La Messa è fonte ed espressione dell’unità della Chiesa; quell’unità infatti deriva da Cristo. Non ne abbiamo un’altra. La nostra unità non consiste in un’uniformità di uso o preferenza personale. In verità, certe questioni dovrebbero avere una parte assolutamente secondaria nella nostra liturgia, in particolare nel ministero del sacerdote. Ciò che noi sacerdoti dobbiamo provvedere, come elemento-chiave del nostro ministero, è la Liturgia della Chiesa.

Un principio dimostrato di buona liturgia, quale è quello della “partecipazione attiva” di tutti i partecipanti alla Messa, sia nella Liturgia della parola che in quella eucaristica, si applica a qualsiasi forma della Messa si usi.

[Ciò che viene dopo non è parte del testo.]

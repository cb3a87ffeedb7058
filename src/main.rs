//! inhook CLI

use std::net::SocketAddr;
use std::path::PathBuf;
use std::sync::Arc;

use anyhow::Context;
use clap::{Parser, Subcommand};
use tracing::info;
use tracing_subscriber::EnvFilter;

use inhook::config::Config;
use inhook::network::NetworkHandler;
use inhook::recording::Registry;

#[derive(Parser)]
#[command(
    name = "inhook",
    version,
    about = "Capture webhook requests per session and stream them live"
)]
struct Cli {
    /// Log level used when RUST_LOG is not set
    #[arg(long, global = true, default_value = "info")]
    log_level: String,

    #[command(subcommand)]
    command: Commands,
}

#[derive(Subcommand)]
enum Commands {
    /// Start the capture server
    Serve {
        /// Path to a TOML config file
        #[arg(short, long)]
        config: Option<PathBuf>,

        /// Override the listen address
        #[arg(long)]
        listen: Option<SocketAddr>,

        /// Override the base URL used in session capture URLs
        #[arg(long)]
        public_url: Option<String>,
    },

    /// Parse and validate a config file
    CheckConfig {
        /// Path to a TOML config file
        path: PathBuf,
    },
}

fn init_logging(level: &str) {
    // RUST_LOG takes precedence over --log-level
    let filter = EnvFilter::try_from_default_env()
        .unwrap_or_else(|_| EnvFilter::new(format!("inhook={level}")));

    tracing_subscriber::fmt().with_env_filter(filter).init();
}

async fn serve(
    config_path: Option<PathBuf>,
    listen: Option<SocketAddr>,
    public_url: Option<String>,
) -> anyhow::Result<()> {
    let mut config = match config_path {
        Some(path) => Config::from_file(&path)
            .with_context(|| format!("loading {}", path.display()))?,
        None => Config::default(),
    };

    if let Some(listen) = listen {
        config.server.listen_addr = listen;
    }
    if public_url.is_some() {
        config.server.public_url = public_url;
    }
    config.validate()?;

    let registry = Arc::new(Registry::new(config.public_url()));

    if config.server.bootstrap_session {
        let session = registry.create_session().await;
        info!("Bootstrap session ready at {}", session.url);
    }

    let handler = NetworkHandler::bind(&config, registry)
        .await
        .with_context(|| format!("binding {}", config.server.listen_addr))?;

    handler.shutdown_on(tokio::signal::ctrl_c());

    handler.run().await?;
    Ok(())
}

#[tokio::main]
async fn main() -> anyhow::Result<()> {
    let cli = Cli::parse();
    init_logging(&cli.log_level);

    match cli.command {
        Commands::Serve {
            config,
            listen,
            public_url,
        } => serve(config, listen, public_url).await,
        Commands::CheckConfig { path } => {
            let config = Config::from_file(&path)
                .with_context(|| format!("loading {}", path.display()))?;
            println!("{} is valid", path.display());
            println!("  listen_addr     = {}", config.server.listen_addr);
            println!("  public_url      = {}", config.public_url());
            println!("  observer_buffer = {}", config.limits.observer_buffer);
            Ok(())
        }
    }
}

Tale principio richiede attenta considerazione e applicazione da parte di ogni celebrante e di chiunque aiuti nella preparazione della liturgia. Spero che gli sia dato sufficiente spazio in questa Scuola Estiva.

Papa Benedetto ha dato un ulteriore e delicato compito a sacerdoti e vescovi: di provvedere la forma straordinaria della Messa in risposta ai bisogni genuini descritti nel motu proprio. Sono grato a tutti voi per l’aiuto che ci darete a rispondere a questo compito, perseverando nello sforzo di difendere e alimentare l’unità della Chiesa.